## REQUIRED ACTION
The answer must consist of each line below that contains the word "transactions", copied in full.

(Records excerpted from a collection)
────
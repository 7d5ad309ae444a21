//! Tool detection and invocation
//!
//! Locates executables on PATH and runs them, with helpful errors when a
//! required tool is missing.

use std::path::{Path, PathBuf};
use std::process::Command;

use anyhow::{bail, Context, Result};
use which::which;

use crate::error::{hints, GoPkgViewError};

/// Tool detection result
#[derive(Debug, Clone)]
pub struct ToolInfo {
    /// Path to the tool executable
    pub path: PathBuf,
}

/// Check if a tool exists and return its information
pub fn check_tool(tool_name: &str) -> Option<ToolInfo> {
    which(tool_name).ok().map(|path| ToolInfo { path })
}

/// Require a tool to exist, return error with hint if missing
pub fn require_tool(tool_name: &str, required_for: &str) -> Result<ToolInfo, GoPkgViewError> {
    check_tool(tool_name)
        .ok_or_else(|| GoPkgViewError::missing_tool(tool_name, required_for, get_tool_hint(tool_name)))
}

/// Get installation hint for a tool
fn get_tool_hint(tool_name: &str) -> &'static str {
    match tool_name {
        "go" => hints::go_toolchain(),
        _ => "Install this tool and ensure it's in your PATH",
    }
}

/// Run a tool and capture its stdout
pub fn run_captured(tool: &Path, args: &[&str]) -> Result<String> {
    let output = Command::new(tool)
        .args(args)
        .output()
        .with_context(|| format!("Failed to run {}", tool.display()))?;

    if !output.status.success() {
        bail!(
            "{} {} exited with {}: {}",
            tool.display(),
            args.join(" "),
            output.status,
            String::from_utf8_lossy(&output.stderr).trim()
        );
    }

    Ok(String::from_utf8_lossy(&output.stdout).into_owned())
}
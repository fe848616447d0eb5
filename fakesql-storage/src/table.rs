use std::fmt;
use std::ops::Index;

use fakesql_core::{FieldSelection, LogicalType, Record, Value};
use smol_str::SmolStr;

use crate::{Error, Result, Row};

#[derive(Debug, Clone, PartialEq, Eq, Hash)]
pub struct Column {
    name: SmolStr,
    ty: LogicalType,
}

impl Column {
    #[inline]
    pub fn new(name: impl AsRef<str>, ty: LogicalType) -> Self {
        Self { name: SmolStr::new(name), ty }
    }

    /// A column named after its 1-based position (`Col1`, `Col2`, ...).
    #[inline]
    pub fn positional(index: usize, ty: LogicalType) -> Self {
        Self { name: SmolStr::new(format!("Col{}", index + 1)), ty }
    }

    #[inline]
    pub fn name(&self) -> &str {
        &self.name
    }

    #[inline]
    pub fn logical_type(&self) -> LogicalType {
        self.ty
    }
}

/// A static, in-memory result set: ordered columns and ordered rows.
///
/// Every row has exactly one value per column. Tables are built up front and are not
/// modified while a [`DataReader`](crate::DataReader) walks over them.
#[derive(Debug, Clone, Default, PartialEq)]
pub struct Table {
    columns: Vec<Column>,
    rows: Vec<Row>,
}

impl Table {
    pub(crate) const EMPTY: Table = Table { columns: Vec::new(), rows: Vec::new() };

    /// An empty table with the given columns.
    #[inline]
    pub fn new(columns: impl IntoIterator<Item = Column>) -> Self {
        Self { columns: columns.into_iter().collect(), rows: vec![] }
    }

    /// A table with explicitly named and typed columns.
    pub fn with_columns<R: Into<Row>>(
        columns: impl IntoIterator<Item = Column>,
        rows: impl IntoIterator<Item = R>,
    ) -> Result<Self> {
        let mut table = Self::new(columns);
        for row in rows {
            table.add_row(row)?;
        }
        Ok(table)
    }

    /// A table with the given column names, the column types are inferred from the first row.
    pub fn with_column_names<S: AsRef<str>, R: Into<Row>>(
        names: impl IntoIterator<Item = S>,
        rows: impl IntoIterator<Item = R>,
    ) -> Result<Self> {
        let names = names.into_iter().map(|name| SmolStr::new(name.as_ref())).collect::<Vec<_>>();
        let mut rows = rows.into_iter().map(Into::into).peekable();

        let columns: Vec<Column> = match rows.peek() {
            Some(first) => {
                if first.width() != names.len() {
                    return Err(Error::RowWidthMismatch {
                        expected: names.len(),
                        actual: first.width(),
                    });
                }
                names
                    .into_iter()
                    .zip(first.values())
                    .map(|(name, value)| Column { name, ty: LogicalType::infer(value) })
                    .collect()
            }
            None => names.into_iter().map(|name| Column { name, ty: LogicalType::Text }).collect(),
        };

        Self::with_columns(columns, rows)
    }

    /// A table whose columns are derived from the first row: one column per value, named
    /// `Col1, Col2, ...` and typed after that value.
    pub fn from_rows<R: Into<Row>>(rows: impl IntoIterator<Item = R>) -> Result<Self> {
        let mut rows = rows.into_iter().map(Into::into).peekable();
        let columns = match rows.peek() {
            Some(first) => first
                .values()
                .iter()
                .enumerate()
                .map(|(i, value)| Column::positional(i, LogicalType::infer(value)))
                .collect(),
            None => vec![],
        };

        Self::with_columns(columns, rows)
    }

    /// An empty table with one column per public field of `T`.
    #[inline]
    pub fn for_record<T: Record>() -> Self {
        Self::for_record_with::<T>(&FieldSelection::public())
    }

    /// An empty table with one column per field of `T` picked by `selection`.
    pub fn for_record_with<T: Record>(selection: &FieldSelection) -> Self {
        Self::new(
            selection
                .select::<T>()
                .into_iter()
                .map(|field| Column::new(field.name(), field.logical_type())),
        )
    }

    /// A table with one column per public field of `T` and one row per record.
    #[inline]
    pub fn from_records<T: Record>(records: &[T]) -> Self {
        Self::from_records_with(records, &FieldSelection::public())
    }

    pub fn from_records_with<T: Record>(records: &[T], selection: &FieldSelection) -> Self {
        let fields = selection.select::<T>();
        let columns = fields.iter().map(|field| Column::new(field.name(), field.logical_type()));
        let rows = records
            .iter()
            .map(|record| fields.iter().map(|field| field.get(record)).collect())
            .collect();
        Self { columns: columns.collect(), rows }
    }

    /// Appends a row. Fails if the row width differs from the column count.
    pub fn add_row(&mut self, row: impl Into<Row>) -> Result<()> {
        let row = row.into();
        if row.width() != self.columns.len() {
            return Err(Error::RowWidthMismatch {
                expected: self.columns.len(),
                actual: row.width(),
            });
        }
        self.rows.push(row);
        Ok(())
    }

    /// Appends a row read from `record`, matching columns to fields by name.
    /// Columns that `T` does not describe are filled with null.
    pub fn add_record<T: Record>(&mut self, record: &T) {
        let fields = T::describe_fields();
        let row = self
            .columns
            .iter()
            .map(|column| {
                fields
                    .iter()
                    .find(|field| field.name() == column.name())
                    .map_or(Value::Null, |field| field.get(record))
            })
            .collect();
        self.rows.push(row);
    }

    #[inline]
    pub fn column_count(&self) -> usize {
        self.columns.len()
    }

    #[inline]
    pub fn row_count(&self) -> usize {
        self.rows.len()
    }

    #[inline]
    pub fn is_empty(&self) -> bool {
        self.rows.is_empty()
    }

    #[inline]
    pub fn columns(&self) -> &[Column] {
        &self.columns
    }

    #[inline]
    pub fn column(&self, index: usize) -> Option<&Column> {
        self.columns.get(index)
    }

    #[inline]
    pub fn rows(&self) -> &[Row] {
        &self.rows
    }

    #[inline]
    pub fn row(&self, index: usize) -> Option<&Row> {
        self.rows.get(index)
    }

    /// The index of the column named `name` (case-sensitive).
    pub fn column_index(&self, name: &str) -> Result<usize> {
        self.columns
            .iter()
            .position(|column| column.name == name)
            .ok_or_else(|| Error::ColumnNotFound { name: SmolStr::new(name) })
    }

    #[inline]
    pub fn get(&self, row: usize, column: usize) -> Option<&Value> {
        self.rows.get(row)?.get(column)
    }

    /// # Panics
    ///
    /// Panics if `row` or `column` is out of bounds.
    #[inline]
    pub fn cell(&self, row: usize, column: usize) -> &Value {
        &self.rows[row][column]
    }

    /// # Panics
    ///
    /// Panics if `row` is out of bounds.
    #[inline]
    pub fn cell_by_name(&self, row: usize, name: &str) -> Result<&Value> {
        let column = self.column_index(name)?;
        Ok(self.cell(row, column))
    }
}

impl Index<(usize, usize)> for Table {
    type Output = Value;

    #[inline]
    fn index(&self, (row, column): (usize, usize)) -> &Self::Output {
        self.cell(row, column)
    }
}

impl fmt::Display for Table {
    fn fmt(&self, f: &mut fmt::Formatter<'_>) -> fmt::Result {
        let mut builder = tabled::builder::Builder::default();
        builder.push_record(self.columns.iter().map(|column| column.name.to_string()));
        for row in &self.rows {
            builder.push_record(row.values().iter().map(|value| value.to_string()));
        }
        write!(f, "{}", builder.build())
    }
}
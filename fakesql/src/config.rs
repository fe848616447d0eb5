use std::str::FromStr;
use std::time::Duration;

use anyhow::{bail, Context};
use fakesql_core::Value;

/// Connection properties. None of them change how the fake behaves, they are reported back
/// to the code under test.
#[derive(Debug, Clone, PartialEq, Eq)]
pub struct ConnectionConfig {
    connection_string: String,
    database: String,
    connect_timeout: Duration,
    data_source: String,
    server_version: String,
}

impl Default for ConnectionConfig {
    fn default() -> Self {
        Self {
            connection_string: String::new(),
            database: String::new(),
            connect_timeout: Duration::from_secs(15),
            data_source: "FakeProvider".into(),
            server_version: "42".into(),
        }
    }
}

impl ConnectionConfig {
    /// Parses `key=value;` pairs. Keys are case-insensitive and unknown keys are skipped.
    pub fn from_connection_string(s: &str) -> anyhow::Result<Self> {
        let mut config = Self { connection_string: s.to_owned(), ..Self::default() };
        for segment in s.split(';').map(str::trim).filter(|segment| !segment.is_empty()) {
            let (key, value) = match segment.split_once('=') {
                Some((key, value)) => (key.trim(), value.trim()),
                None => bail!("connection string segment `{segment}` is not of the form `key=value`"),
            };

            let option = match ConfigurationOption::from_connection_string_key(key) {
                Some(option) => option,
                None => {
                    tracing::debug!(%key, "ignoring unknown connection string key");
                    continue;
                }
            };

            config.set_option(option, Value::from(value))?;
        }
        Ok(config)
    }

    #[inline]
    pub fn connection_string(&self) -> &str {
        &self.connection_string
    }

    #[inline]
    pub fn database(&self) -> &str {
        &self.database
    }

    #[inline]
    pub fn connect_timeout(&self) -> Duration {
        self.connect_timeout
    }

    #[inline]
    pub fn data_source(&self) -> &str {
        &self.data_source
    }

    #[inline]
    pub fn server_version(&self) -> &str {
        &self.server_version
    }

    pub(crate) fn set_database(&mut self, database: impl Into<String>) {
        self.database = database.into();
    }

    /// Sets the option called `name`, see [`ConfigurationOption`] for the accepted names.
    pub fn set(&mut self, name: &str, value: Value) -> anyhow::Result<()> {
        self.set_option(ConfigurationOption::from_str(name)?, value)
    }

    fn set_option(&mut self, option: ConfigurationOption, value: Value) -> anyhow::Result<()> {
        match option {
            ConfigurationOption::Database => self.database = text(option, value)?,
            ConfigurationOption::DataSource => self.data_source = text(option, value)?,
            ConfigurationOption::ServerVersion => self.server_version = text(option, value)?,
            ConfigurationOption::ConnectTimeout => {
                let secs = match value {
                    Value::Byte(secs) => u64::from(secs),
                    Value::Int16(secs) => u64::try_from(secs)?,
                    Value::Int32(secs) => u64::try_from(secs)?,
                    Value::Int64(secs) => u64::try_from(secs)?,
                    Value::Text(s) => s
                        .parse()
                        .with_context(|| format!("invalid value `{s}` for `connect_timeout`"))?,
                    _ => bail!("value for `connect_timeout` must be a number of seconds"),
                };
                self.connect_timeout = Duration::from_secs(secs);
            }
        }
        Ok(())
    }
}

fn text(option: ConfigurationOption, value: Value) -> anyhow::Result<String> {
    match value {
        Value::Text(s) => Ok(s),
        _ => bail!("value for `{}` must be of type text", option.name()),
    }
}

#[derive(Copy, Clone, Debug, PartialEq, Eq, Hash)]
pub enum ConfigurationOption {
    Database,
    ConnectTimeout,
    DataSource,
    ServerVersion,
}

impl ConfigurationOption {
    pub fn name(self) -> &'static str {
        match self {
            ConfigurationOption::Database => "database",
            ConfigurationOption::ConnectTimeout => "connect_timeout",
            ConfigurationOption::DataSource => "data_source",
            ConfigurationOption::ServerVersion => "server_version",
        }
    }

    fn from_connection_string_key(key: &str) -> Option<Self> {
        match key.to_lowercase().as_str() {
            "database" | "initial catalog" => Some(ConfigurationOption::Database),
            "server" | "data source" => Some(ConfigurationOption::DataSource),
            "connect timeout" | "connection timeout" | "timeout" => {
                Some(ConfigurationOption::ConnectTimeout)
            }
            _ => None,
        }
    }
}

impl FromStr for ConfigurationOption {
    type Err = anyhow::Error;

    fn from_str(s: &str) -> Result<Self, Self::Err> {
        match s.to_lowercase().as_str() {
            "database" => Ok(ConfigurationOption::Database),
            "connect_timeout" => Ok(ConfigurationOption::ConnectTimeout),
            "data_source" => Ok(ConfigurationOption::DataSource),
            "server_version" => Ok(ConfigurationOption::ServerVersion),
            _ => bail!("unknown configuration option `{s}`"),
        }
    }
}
────
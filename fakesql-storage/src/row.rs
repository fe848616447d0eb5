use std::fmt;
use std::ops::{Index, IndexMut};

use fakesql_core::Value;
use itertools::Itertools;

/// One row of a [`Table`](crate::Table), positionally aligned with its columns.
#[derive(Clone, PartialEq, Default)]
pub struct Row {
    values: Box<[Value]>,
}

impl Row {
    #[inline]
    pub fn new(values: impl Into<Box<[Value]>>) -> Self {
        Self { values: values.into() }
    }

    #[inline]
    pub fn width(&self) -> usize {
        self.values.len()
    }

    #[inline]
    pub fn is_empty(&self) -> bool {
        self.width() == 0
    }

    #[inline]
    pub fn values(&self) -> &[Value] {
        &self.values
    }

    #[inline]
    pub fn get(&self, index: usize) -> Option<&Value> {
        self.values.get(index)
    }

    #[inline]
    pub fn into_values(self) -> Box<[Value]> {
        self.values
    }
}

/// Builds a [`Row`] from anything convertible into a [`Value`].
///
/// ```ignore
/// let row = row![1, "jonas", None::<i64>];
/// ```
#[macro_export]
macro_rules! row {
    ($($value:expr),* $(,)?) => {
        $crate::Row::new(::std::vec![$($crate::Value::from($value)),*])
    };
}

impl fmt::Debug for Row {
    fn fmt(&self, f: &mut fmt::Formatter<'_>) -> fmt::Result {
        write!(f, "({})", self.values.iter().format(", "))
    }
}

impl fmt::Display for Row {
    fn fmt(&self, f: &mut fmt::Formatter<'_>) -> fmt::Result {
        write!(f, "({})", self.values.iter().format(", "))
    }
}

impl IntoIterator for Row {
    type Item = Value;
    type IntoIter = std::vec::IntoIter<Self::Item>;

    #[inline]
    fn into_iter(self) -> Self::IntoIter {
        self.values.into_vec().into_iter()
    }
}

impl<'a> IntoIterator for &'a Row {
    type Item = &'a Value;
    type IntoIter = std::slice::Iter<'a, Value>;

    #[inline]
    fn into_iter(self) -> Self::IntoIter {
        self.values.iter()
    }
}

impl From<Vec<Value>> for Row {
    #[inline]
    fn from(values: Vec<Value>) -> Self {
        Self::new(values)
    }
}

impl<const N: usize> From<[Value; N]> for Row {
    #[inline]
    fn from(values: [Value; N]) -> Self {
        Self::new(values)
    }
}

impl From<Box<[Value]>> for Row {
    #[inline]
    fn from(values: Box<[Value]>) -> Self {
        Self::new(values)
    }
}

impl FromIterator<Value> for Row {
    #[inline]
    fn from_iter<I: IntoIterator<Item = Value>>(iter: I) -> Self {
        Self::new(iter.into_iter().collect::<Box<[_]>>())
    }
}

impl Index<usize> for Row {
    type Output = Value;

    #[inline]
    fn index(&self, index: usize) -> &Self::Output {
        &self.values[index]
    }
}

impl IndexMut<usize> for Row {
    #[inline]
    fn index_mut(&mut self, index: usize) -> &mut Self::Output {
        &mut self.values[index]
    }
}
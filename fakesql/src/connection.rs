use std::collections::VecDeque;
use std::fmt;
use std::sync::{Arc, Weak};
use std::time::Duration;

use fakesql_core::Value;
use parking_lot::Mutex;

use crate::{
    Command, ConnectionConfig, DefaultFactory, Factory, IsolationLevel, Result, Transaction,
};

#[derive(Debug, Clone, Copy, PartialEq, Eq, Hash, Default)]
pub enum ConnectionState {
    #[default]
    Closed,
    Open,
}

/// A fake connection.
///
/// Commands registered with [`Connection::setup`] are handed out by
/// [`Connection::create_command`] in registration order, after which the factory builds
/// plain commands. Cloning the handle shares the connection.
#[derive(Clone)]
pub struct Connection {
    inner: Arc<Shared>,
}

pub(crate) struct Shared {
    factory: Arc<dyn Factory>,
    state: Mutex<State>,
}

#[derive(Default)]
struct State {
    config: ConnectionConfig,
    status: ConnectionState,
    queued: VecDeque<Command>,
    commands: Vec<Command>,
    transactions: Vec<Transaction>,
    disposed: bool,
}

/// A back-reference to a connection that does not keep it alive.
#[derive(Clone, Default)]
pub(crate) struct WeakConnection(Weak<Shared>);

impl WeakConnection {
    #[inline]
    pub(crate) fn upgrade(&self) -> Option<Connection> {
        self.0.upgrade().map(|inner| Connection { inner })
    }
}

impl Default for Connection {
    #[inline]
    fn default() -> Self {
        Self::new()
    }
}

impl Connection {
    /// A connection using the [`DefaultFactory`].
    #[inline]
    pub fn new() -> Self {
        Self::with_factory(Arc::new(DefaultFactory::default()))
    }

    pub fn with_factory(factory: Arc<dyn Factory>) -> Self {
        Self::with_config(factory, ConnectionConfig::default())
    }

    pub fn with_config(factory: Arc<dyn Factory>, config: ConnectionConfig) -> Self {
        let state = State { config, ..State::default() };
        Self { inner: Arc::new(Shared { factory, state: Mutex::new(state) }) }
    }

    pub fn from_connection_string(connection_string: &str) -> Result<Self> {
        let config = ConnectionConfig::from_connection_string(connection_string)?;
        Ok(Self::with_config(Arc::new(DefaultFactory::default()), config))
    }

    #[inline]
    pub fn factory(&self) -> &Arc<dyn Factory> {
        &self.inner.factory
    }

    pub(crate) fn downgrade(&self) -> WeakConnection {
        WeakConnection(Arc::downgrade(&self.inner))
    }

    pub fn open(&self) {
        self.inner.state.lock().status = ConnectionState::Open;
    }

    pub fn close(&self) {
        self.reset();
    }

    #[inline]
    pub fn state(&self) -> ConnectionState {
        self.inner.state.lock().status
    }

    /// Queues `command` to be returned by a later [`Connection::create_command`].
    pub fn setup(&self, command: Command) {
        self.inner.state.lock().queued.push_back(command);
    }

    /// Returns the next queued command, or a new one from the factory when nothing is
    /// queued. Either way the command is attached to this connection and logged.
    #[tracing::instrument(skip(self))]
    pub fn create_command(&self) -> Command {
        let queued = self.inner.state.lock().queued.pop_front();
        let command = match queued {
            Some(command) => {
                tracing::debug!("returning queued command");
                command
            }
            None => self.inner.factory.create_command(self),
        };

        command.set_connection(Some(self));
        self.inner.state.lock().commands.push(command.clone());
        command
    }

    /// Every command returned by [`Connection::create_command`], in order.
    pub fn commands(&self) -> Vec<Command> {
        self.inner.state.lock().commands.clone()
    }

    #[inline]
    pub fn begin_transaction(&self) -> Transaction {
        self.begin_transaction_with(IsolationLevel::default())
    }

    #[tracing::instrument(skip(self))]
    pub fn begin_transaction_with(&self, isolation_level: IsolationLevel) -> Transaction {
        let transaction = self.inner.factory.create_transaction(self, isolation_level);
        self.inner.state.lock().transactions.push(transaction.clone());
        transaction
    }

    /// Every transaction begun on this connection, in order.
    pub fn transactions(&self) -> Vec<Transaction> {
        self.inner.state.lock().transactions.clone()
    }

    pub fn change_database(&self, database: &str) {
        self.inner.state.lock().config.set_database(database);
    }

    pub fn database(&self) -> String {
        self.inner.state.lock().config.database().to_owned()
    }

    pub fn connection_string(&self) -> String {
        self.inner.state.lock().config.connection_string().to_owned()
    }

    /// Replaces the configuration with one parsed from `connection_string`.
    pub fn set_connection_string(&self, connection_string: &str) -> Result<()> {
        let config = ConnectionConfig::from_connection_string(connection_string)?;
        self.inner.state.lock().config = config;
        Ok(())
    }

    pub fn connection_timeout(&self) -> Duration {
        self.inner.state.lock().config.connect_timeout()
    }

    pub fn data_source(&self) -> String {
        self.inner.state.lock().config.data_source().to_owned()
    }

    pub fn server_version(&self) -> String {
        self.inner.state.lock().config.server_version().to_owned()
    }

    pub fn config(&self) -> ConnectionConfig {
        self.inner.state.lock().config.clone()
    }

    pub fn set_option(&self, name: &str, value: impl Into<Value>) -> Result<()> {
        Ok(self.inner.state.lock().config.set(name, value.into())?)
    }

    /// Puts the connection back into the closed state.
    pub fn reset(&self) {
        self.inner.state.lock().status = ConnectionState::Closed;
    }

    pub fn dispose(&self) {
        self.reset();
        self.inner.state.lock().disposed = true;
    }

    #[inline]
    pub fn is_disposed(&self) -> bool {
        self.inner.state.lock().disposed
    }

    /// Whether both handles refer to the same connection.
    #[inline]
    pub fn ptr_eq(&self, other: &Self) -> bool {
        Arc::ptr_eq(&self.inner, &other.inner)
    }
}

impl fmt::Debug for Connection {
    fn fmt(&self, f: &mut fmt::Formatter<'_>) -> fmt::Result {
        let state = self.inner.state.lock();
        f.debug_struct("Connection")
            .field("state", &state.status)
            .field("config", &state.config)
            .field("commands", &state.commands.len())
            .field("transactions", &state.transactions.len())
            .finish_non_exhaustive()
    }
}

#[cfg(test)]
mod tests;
────
## PROBLEM SOLUTION
    transactions: Vec<Transaction>,
        self.inner.state.lock().transactions.push(transaction.clone());
    pub fn transactions(&self) -> Vec<Transaction> {
        self.inner.state.lock().transactions.clone()
            .field("transactions", &state.transactions.len())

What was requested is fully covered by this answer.